*** Opening of Extracted material ***
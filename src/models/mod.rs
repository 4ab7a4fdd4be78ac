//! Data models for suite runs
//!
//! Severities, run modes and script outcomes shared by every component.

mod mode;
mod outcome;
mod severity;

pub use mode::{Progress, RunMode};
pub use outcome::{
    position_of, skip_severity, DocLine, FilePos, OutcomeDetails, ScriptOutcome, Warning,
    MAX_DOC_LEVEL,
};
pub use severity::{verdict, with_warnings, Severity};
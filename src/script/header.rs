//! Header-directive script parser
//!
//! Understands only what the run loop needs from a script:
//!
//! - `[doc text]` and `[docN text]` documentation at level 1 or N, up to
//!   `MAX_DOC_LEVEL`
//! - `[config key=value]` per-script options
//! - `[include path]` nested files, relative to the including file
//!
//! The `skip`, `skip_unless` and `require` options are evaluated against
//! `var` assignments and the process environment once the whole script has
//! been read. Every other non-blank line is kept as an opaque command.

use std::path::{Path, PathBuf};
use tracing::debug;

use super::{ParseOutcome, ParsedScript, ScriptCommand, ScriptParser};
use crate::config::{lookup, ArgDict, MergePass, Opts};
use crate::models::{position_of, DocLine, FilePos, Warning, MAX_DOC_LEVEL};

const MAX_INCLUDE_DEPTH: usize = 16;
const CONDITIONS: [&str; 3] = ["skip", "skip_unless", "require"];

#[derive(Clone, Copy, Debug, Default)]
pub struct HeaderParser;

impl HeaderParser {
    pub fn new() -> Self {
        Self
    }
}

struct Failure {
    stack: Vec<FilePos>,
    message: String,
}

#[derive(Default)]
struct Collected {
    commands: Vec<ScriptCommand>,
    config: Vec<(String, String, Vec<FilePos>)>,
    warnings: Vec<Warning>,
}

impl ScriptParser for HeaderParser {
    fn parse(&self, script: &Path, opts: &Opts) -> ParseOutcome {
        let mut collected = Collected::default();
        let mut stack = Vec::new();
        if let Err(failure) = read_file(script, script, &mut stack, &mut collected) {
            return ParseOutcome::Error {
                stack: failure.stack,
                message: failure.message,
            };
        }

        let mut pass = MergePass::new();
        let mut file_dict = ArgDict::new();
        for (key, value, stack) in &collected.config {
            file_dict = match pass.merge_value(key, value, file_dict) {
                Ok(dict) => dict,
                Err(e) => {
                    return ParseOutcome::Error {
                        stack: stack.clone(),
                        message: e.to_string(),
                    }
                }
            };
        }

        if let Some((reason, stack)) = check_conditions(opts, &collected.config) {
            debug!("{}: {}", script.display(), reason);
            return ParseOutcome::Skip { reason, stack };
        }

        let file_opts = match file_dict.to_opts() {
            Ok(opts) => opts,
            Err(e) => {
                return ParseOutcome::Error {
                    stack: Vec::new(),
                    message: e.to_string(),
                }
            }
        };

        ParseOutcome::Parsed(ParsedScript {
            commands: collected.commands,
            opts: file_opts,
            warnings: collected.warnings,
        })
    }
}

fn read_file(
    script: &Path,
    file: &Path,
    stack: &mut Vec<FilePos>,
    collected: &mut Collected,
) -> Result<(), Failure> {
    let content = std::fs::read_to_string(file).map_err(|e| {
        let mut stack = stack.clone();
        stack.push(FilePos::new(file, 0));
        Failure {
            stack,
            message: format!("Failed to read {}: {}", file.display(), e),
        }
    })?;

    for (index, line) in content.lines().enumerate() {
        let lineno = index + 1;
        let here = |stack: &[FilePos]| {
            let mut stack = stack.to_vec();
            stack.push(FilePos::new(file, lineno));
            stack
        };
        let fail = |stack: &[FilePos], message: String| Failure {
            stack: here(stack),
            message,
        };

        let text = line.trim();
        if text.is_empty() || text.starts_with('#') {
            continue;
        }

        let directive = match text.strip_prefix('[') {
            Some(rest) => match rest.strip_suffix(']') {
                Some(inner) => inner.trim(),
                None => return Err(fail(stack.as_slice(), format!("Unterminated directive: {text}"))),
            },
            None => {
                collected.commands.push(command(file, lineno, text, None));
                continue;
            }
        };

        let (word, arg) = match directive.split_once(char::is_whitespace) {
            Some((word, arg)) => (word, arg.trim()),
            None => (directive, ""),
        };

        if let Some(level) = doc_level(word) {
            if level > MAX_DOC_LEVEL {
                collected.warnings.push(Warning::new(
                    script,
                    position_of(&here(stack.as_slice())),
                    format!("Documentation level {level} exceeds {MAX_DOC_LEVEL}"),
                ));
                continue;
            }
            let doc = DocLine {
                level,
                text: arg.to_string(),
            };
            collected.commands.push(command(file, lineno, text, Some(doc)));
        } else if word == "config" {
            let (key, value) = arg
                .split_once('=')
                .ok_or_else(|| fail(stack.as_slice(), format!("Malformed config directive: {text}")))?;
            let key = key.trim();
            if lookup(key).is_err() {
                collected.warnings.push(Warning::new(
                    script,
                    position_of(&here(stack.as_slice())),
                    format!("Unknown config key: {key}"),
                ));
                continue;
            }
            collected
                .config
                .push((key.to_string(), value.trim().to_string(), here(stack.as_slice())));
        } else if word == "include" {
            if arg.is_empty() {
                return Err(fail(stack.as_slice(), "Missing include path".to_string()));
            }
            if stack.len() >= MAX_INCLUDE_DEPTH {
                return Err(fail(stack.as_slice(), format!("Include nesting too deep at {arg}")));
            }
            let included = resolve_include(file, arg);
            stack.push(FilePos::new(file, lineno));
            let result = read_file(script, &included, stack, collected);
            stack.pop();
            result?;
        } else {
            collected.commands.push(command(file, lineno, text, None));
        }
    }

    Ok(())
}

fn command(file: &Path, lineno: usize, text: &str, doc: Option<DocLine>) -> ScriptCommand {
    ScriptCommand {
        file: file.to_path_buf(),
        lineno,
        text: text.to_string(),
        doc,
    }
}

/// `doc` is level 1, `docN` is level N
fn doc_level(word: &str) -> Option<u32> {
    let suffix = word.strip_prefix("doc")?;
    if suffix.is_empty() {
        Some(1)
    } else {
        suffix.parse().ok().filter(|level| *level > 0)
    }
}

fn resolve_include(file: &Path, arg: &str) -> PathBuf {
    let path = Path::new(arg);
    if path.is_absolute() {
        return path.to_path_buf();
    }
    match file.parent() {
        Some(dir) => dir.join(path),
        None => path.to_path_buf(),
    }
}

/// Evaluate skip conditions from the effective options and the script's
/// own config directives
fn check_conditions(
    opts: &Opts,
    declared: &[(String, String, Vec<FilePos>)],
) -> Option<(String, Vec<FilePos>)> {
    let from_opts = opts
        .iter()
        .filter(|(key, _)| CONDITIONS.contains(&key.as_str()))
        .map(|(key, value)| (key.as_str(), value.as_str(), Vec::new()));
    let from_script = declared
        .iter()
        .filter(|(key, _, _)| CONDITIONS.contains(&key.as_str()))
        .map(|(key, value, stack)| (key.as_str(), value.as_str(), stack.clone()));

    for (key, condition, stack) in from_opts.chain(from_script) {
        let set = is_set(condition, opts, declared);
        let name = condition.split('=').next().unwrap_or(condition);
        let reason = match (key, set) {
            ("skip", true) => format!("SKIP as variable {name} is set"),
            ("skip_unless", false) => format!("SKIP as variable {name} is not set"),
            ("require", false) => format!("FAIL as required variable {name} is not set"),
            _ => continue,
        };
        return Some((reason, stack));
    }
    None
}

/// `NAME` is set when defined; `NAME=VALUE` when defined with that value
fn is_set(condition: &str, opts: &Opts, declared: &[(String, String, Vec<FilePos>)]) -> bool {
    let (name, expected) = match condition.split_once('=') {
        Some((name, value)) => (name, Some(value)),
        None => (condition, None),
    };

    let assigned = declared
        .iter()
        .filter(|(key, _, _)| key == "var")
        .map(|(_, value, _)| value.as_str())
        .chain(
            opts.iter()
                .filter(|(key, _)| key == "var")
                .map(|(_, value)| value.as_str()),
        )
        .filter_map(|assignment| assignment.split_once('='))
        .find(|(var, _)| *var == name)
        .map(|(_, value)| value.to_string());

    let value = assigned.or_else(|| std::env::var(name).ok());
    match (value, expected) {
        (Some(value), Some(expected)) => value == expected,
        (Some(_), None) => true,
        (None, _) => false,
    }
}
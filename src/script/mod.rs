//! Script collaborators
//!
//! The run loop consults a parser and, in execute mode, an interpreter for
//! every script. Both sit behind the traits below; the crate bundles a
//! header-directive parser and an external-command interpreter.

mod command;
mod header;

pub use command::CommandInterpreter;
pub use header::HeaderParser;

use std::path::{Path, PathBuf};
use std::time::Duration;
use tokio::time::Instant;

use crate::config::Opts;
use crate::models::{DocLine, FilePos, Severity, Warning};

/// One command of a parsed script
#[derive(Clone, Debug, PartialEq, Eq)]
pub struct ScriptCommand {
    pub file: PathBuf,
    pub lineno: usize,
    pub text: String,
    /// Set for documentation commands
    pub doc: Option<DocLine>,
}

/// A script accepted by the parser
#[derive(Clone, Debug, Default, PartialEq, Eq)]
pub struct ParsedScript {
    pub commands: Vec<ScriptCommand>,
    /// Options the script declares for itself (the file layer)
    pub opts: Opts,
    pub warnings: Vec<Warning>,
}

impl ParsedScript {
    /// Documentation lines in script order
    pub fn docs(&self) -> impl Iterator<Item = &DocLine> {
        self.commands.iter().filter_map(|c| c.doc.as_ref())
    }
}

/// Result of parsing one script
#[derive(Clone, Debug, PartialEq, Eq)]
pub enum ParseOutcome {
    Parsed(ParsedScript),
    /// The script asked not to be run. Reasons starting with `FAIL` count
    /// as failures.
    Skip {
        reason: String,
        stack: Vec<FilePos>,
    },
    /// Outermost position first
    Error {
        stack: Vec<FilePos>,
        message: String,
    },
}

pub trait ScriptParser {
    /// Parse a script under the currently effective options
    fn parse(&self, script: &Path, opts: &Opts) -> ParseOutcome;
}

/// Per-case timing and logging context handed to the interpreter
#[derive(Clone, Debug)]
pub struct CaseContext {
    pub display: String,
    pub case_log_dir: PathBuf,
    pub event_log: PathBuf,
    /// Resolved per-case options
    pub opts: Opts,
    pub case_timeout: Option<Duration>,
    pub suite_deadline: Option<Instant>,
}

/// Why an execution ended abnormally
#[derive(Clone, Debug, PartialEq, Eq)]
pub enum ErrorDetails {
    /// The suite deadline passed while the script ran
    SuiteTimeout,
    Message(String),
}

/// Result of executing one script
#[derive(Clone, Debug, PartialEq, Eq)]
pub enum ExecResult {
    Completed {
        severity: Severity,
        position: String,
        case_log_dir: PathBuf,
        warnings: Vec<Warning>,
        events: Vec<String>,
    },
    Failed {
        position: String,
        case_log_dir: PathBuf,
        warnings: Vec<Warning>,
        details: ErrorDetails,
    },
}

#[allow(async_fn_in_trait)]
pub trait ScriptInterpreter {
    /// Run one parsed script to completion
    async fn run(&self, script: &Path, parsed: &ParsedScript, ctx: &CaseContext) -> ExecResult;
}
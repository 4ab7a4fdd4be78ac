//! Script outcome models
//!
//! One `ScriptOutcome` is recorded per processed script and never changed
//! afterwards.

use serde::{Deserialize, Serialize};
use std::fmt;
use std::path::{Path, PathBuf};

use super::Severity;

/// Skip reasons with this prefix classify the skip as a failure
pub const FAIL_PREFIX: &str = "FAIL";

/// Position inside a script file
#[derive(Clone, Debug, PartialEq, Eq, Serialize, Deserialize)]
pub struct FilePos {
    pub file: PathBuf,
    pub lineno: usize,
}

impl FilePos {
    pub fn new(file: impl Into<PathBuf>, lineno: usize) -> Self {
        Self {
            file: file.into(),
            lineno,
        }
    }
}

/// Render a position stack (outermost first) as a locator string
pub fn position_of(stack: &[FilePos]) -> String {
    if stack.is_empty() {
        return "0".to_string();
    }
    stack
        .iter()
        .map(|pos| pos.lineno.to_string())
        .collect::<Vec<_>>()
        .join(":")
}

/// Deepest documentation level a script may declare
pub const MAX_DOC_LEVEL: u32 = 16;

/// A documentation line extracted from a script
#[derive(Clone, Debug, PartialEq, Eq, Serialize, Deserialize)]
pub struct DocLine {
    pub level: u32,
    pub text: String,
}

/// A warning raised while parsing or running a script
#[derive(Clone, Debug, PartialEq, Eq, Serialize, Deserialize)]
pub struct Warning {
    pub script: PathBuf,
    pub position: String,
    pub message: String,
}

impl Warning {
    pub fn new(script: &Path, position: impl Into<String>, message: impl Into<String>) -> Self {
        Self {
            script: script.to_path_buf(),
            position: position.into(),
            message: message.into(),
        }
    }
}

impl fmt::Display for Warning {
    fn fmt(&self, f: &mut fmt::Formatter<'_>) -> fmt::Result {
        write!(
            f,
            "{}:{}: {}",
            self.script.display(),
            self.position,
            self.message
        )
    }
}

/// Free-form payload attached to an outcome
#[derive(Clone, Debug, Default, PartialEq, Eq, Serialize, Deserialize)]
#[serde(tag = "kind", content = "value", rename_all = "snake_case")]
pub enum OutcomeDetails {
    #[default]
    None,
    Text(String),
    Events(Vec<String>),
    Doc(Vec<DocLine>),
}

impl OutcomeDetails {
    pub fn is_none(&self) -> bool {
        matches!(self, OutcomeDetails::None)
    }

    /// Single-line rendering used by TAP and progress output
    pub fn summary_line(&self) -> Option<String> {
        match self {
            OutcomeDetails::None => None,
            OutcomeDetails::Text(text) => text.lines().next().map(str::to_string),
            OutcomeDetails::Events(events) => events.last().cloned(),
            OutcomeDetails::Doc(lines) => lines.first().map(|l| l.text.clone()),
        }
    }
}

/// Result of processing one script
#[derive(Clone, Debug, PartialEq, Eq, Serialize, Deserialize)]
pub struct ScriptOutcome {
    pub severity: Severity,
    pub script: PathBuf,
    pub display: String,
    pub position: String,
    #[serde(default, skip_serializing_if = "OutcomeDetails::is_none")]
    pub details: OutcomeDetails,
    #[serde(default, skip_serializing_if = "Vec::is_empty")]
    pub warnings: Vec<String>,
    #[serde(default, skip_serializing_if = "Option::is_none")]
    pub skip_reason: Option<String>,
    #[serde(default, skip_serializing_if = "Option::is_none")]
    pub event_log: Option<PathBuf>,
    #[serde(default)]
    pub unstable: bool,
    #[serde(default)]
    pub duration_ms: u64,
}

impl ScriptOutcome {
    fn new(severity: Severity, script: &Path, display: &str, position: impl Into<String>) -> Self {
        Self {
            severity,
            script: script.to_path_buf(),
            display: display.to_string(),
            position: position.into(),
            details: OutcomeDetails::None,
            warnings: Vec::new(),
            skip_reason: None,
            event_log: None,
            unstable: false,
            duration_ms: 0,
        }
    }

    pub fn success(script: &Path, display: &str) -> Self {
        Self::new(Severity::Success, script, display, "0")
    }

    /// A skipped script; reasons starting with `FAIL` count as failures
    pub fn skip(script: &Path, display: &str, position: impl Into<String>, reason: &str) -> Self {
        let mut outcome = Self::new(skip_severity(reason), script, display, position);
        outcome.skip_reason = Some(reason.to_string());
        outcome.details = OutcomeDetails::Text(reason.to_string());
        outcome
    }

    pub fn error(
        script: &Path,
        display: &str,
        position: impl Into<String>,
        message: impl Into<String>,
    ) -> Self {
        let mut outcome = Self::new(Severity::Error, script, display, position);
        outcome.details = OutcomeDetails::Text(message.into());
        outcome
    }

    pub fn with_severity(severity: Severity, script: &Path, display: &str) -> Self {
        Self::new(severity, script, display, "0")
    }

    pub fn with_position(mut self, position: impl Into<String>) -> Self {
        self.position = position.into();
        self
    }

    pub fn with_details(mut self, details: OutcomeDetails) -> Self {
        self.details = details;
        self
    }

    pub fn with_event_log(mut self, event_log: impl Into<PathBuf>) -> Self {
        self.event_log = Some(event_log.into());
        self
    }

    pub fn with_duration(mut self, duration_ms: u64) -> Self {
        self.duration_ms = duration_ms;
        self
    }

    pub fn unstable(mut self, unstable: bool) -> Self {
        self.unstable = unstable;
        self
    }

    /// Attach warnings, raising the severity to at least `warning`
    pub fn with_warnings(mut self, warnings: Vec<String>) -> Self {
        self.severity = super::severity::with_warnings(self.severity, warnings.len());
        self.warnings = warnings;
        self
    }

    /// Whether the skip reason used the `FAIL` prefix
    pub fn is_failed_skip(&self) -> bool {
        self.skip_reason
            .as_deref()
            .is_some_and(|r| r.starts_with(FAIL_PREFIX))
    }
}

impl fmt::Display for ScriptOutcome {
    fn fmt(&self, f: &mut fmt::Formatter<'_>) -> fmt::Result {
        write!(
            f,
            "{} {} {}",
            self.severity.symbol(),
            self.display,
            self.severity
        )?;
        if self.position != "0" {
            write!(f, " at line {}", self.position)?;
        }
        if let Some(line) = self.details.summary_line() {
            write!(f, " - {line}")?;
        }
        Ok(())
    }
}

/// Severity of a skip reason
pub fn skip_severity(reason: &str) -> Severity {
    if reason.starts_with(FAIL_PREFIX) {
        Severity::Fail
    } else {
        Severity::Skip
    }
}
*** Close of Extracted material ***
• _Task instructions_:
Take every line above carrying "here" and return it.

• _Reply to the task_:
        let here = |stack: &[FilePos]| {
            stack: here(stack),
                    position_of(&here(stack.as_slice())),
                    position_of(&here(stack.as_slice())),
                .push((key.to_string(), value.trim().to_string(), here(stack.as_slice())));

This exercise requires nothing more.